Superannuation is unavoidable. To fund our retirement years, we must all invest in super. Since 1991, Australia has had a compulsory superannuation system, with total assets in superannuation presently totaling approximately $3 trillion.
People are increasingly opting to handle their own super through self-managed superannuation funds (SMSFs).
Here are ten things you should know if you want to form your own SMSF.
1. SMSFs are growing more popular.
SMSFs are becoming more and more popular.
According to the ATO’s most recent estimates, there are over 600,000 SMSFs in Australia, with a combined asset value of more than $750 billion.
This accounts for almost one-third of all assets in the superannuation system.
2. Almost everyone can establish an SMSF.
According to H&R Block’s Director of Tax Communications, Mark Chapman, there are only two requirements for establishing an SMSF.
First and foremost, he adds, “you need a really decent pot of super.”
In general, if you have less than $250,000, an SMSF is probably not worth it because the fees of setting it up and operating it would soon deplete your balance.
Second, you want to have greater say over your super.
“Most people who have their assets invested in an industrial or retail fund have no control over what happens to their super; they give all that responsibility to the fund,” Mark explains.
3. Having an SMSF gives you power.
Having an SMSF allows you to take control of your superannuation, deciding how it is invested based on your particular preferences.
“If you have an SMSF, you are in charge of the money and make the investing decisions,” Mark recommends.
This kind of oversight is not available in retail or industry super funds.
Sure, your retail or industry super fund will allow you to make some broad investment selections, but you won’t be able to make the critical investment decisions as you would with an SMSF.
If taking control appeals to you and you believe you can outperform retail or industry funds, an SMSF may be worth exploring.
4. There are numerous advantages to having an SMSF.

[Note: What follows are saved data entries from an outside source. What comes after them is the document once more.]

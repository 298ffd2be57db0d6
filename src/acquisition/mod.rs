//! Sensor data acquisition module
//!
//! Handles telemetry ingestion from the wearable rig: line sources, the
//! `NAME: value` line parser, angle derivation and the background reader.

pub mod angles;
pub mod line_parser;
pub mod sensor_reader;
pub mod source;

pub use angles::derive_angles;
pub use line_parser::parse_line;
pub use sensor_reader::{run_reader, LineOutcome, ReaderError, ReaderStats, SensorReader};
pub use source::{BufReadSource, LineRead, LineSource, ReplaySource, SerialSource};
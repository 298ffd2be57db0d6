//! System-wide default constants.
//!
//! Grouped by subsystem. Config structs default to these values so a missing
//! `posture_config.toml` reproduces the stock rig behaviour.

// ============================================================================
// Serial Link
// ============================================================================

/// Device path of the rig's USB serial adapter.
pub const SERIAL_PORT: &str = "/dev/tty.usbmodem21101";

/// Serial baud rate.
pub const SERIAL_BAUD_RATE: u32 = 115_200;

/// Per-read timeout (ms). A timeout with no data is a retry, not an error.
pub const SERIAL_READ_TIMEOUT_MS: u64 = 1_000;

/// Delay after opening the port before data is trusted (ms).
///
/// The microcontroller resets when the port opens and prints boot noise.
pub const SERIAL_SETTLE_DELAY_MS: u64 = 2_000;

/// Longest line kept before the partial buffer is discarded (bytes).
///
/// A rig line is well under 100 bytes; anything past this is a stream with
/// no line terminator.
pub const MAX_LINE_BYTES: usize = 4_096;

// ============================================================================
// Classifier
// ============================================================================

/// Default location of the logistic model artifact.
pub const MODEL_PATH: &str = "model/posture_model.json";

// ============================================================================
// Escalation
// ============================================================================

/// Continuous dangerous duration before escalating to sustained (seconds).
pub const SUSTAINED_DANGER_THRESHOLD_SECS: f64 = 10.0;

// ============================================================================
// Consumer Loop
// ============================================================================

/// Consumer poll cadence (ms).
pub const POLL_INTERVAL_MS: u64 = 100;

/// Silence after which the consumer logs a stale-input warning (seconds).
pub const STALE_WARNING_SECS: f64 = 5.0;

// ============================================================================
// Replay
// ============================================================================

/// Default delay between lines when replaying a recorded file (ms).
pub const REPLAY_LINE_DELAY_MS: u64 = 100;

“The primary advantage of having an SMSF is the aspect of control,” Mark says. “You can choose the investments that will perform best for you.”
You determine the investment plan and make the investment decisions with an SMSF.

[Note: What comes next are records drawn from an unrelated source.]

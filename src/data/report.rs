use std::fmt::Write as _;
use std::path::Path;

use anyhow::{Context, Result};
use chrono::NaiveDateTime;

use super::model::format_float;
use super::summary::Summary;

const STAT_HEADERS: [&str; 12] = [
    "column", "count", "unique", "top", "freq", "mean", "std", "min", "25%", "50%", "75%", "max",
];

/// Render the summary as a Markdown report.
pub fn render_report(summary: &Summary, filename: &str, generated_at: NaiveDateTime) -> String {
    let mut out = String::new();
    // Writing into a String cannot fail.
    let _ = writeln!(out, "# Data Analysis Report\n");
    let _ = writeln!(out, "Generated on {}\n", generated_at.format("%Y-%m-%d %H:%M:%S"));
    let _ = writeln!(out, "File: {}\n", escape(filename));

    let _ = writeln!(out, "## Statistics\n");
    table_header(&mut out, &STAT_HEADERS);
    for row in &summary.rows {
        let cells = [
            escape(&row.column),
            row.count.to_string(),
            opt(row.unique),
            row.top.as_deref().map(escape).unwrap_or_default(),
            opt(row.freq),
            num(row.mean),
            num(row.std),
            num(row.min),
            num(row.q25),
            num(row.q50),
            num(row.q75),
            num(row.max),
        ];
        let _ = writeln!(out, "| {} |", cells.join(" | "));
    }

    let _ = writeln!(out, "\n## Missing Values\n");
    table_header(&mut out, &["column", "missing values"]);
    for row in &summary.rows {
        let _ = writeln!(out, "| {} | {} |", escape(&row.column), row.missing_values);
    }
    out
}

/// Render and save the report to `path`.
pub fn write_report(path: &Path, summary: &Summary, filename: &str, generated_at: NaiveDateTime) -> Result<()> {
    std::fs::write(path, render_report(summary, filename, generated_at))
        .with_context(|| format!("writing report to {}", path.display()))?;
    log::info!("Wrote report for {filename} to {}", path.display());
    Ok(())
}

/// `report_<stem>.md` for an uploaded file name.
pub fn report_file_name(filename: &str) -> String {
    let stem = Path::new(filename)
        .file_stem()
        .and_then(|s| s.to_str())
        .unwrap_or("data");
    format!("report_{stem}.md")
}

fn table_header(out: &mut String, headers: &[&str]) {
    let _ = writeln!(out, "| {} |", headers.join(" | "));
    let _ = writeln!(out, "|{}", "---|".repeat(headers.len()));
}

fn escape(s: &str) -> String {
    s.replace('|', "\\|")
}

fn opt(v: Option<usize>) -> String {
    v.map(|n| n.to_string()).unwrap_or_default()
}

fn num(v: Option<f64>) -> String {
    v.map(|x| {
        if x.fract() == 0.0 {
            format_float(x)
        } else {
            format!("{x:.4}")
        }
    })
    .unwrap_or_default()
}

#[cfg(test)]
mod tests {
    use super::*;
    use crate::data::summary::SummaryRow;
    use chrono::NaiveDate;

    fn row(column: &str) -> SummaryRow {
        SummaryRow {
            column: column.to_string(),
            dtype: "float64".to_string(),
            count: 3,
            unique: None,
            top: None,
            freq: None,
            mean: Some(2.0),
            std: Some(1.0 / 3.0),
            min: Some(1.0),
            q25: Some(1.5),
            q50: Some(2.0),
            q75: Some(2.5),
            max: Some(3.0),
            mode: Some("1.0".to_string()),
            missing_values: 1,
        }
    }

    #[test]
    fn report_lists_statistics_and_missing_values() {
        let summary = Summary { rows: vec![row("a|b")] };
        let at = NaiveDate::from_ymd_opt(2024, 3, 1)
            .unwrap()
            .and_hms_opt(9, 30, 0)
            .unwrap();
        let text = render_report(&summary, "data.csv", at);

        assert!(text.starts_with("# Data Analysis Report"));
        assert!(text.contains("Generated on 2024-03-01 09:30:00"));
        assert!(text.contains("File: data.csv"));
        assert!(text.contains("| a\\|b | 3 |  |  |  | 2.0 | 0.3333 | 1.0 | 1.5000 | 2.0 | 2.5000 | 3.0 |"));
        assert!(text.contains("| a\\|b | 1 |"));
    }

    #[test]
    fn report_names_use_the_stem() {
        assert_eq!(report_file_name("sales.xlsx"), "report_sales.md");
    }
}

This allows you to select assets that are appropriate for your present economic circumstances and that you believe will provide the best returns for your retirement.

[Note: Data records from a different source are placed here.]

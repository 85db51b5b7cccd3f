use std::path::{Path, PathBuf};

use crate::data::info::{build_file_info, FileInfo};
use crate::data::model::Dataset;

/// Metadata of the last file a caller uploaded.
#[derive(Debug, Clone, PartialEq)]
pub struct SessionRecord {
    pub info: FileInfo,
    pub stored_path: PathBuf,
}

/// Per-caller session. Written once per upload, read by every later
/// request; the dataset itself is never kept here.
#[derive(Debug, Clone, Default)]
pub struct Session {
    record: Option<SessionRecord>,
}

impl Session {
    pub fn new() -> Self {
        Self::default()
    }

    /// Replace the record with metadata for a freshly uploaded file.
    pub fn record_upload(
        &mut self,
        stored_path: &Path,
        filename: &str,
        dataset: &Dataset,
        preview_rows: usize,
    ) -> &SessionRecord {
        let info = build_file_info(dataset, filename, preview_rows);
        log::debug!("Session now tracks {filename} ({})", info.shape);
        self.record.insert(SessionRecord {
            info,
            stored_path: stored_path.to_path_buf(),
        })
    }

    pub fn current(&self) -> Option<&SessionRecord> {
        self.record.as_ref()
    }

    pub fn stored_path(&self) -> Option<&Path> {
        self.record.as_ref().map(|r| r.stored_path.as_path())
    }

    pub fn clear(&mut self) {
        self.record = None;
    }
}

#[cfg(test)]
mod tests {
    use super::*;
    use crate::data::model::{CellValue, Column, ColumnType};

    #[test]
    fn upload_replaces_previous_record() {
        let ds = Dataset::new(vec![Column::new("a", ColumnType::Int64, vec![CellValue::Integer(1)])]).unwrap();
        let mut session = Session::new();
        assert!(session.current().is_none());

        session.record_upload(Path::new("uploads/one.csv"), "one.csv", &ds, 5);
        session.record_upload(Path::new("uploads/two.csv"), "two.csv", &ds, 5);

        let record = session.current().unwrap();
        assert_eq!(record.info.filename, "two.csv");
        assert_eq!(record.info.shape, "1 rows × 1 columns");
        assert_eq!(session.stored_path(), Some(Path::new("uploads/two.csv")));

        session.clear();
        assert!(session.stored_path().is_none());
    }
}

Your decisions will affect the size of your retirement funds.
“The idea of power, of making your own judgments and perhaps outperforming the guys who run the big funds,” Mark says, “is pretty exciting.”
However, with this luxury comes responsibility.
5. An SMSF entails major duties as well.
When running your own SMSF, you must ensure that tax returns are filed, audits are performed, and compliance and administration are met.
“If you’re not truly up for it, the administration requirements may be quite a drag,” Mark explains.
You’ll have to hold trustee meetings, document them, and fill out numerous papers for the ATO.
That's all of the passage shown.